Let's sum up this brief article with some thoughts on the Thermaltake Armor A60 case.

First of all, the case has been carefully designed both internally and externally, with the the paint work to be first class belying the budget pricing. There are not any rough edges or patchy sections internally, or any sharp filing on a few of the metal edges.

Thermaltake has also designed the cooling system of the case with great respect to the efficiency but also acoustics. The three fans work in a push/pull airflow methodology and you have room to add 4 more. The high- quality fans are spinning quietly and their airflow is sufficient enough to keep the internal components as cool as you may expect from a $90 PC case.

Connectivity is also excellent as the case is offering eSATA, headphones, USB 2.0 and even USB 3.0. There is a side button to remove a primary hard drive and you can add plenty more into the spacious drive area. The Thermaltake Armor A60 also comes with a great side mounted hot-swap bay for both 3.5" and 2.5" drives.
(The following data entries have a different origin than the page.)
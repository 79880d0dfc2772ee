use crate::utils;
use colored::Colorize;
use hostfy_core::StateStore;
use hostfy_engine::{EngineError, RemoveRequest, remove};
use std::path::Path;

pub async fn handle(state_dir: &Path, name: String, purge: bool, yes: bool) -> anyhow::Result<()> {
    let store = StateStore::new(state_dir);
    if !store.app_exists(&name) {
        return Err(EngineError::StateRecordNotFound(name).into());
    }
    let record = store.load_app(&name)?;

    println!("{}", format!("'{}' を削除します", name).yellow().bold());
    for container in record.runtime_names() {
        println!("  • コンテナ: {}", container.cyan());
    }
    if purge {
        if !record.database.is_empty() {
            println!("  • データベース: {}", record.database.red());
        }
        println!("  • ボリューム: {}", format!("{}_*", record.name).red());
        println!("  {}", "⚠ データは復元できません".red().bold());
    } else {
        println!(
            "  {}",
            "ℹ データベース・ボリュームは残し、シークレットはバックアップします".dimmed()
        );
    }
    println!();

    if !yes && !utils::confirm("続行しますか？")? {
        println!("{}", "キャンセルしました".yellow());
        return Ok(());
    }

    let ctx = utils::build_context(state_dir).await?;
    let report = remove(&ctx, RemoveRequest { name, purge }).await?;

    for container in &report.removed_containers {
        println!("  ✓ コンテナを削除: {}", container);
    }
    if let Some(database) = &report.dropped_database {
        println!("  ✓ データベースを削除: {}", database);
    }
    for volume in &report.removed_volumes {
        println!("  ✓ ボリュームを削除: {}", volume);
    }
    if report.secrets_backed_up {
        println!("  ✓ シークレットをバックアップしました（再インストール時に再利用）");
    }

    println!();
    println!(
        "{}",
        format!("✓ '{}' を削除しました", report.name).green().bold()
    );
    utils::print_advisories(&report.advisories);

    Ok(())
}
With an almost tool less interior, installing components is easy and hassle free. Although there is some space below the motherboard to hide the wires, we would like to have a better way to route the wiring, especially you don't use a modular power supply.

What we didn't like is the fact that the case's thin metal tends to rattle, and also the also that the the drive bay locking trays feel a a little bit cheap and delicate.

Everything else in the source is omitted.